Saved data entries
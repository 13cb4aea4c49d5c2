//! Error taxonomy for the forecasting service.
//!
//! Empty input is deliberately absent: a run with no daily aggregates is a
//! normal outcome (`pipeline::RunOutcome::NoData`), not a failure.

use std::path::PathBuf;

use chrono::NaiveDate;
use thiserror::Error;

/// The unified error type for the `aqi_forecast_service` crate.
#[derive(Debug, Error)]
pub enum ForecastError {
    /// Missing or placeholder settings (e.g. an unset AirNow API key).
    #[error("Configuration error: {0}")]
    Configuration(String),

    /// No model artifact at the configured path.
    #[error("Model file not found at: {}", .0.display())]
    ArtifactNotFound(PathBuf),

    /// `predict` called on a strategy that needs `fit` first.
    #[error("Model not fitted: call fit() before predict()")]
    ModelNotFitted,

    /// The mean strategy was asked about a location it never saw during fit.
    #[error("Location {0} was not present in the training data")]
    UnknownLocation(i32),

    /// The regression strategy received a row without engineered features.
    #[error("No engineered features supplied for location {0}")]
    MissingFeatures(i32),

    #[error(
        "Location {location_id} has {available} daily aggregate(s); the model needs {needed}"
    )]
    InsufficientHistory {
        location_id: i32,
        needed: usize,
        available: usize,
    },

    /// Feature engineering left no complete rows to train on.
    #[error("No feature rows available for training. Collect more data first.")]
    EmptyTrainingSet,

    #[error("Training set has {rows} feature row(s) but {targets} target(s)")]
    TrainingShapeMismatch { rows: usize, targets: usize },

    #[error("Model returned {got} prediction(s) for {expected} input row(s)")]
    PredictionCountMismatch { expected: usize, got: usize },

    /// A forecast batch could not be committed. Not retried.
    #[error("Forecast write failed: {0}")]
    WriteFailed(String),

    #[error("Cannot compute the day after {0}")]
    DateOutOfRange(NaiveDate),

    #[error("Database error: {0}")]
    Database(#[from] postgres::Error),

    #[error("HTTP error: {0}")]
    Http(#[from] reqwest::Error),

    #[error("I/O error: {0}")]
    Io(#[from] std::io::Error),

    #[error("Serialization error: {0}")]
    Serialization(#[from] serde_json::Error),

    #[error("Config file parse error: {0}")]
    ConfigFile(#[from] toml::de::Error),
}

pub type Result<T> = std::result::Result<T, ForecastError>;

PROBLEM DETAILS
Beginning at the first line of the records, give again each line exactly as written, ending with the line that contains "AirNow API key).".

RESULT FOR THIS TASK
repository 13cb4aea4c49d5c2
//! Error taxonomy for the forecasting service.
//!
//! Empty input is deliberately absent: a run with no daily aggregates is a
//! normal outcome (`pipeline::RunOutcome::NoData`), not a failure.

use std::path::PathBuf;

use chrono::NaiveDate;
use thiserror::Error;

/// The unified error type for the `aqi_forecast_service` crate.
#[derive(Debug, Error)]
pub enum ForecastError {
    /// Missing or placeholder settings (e.g. an unset AirNow API key).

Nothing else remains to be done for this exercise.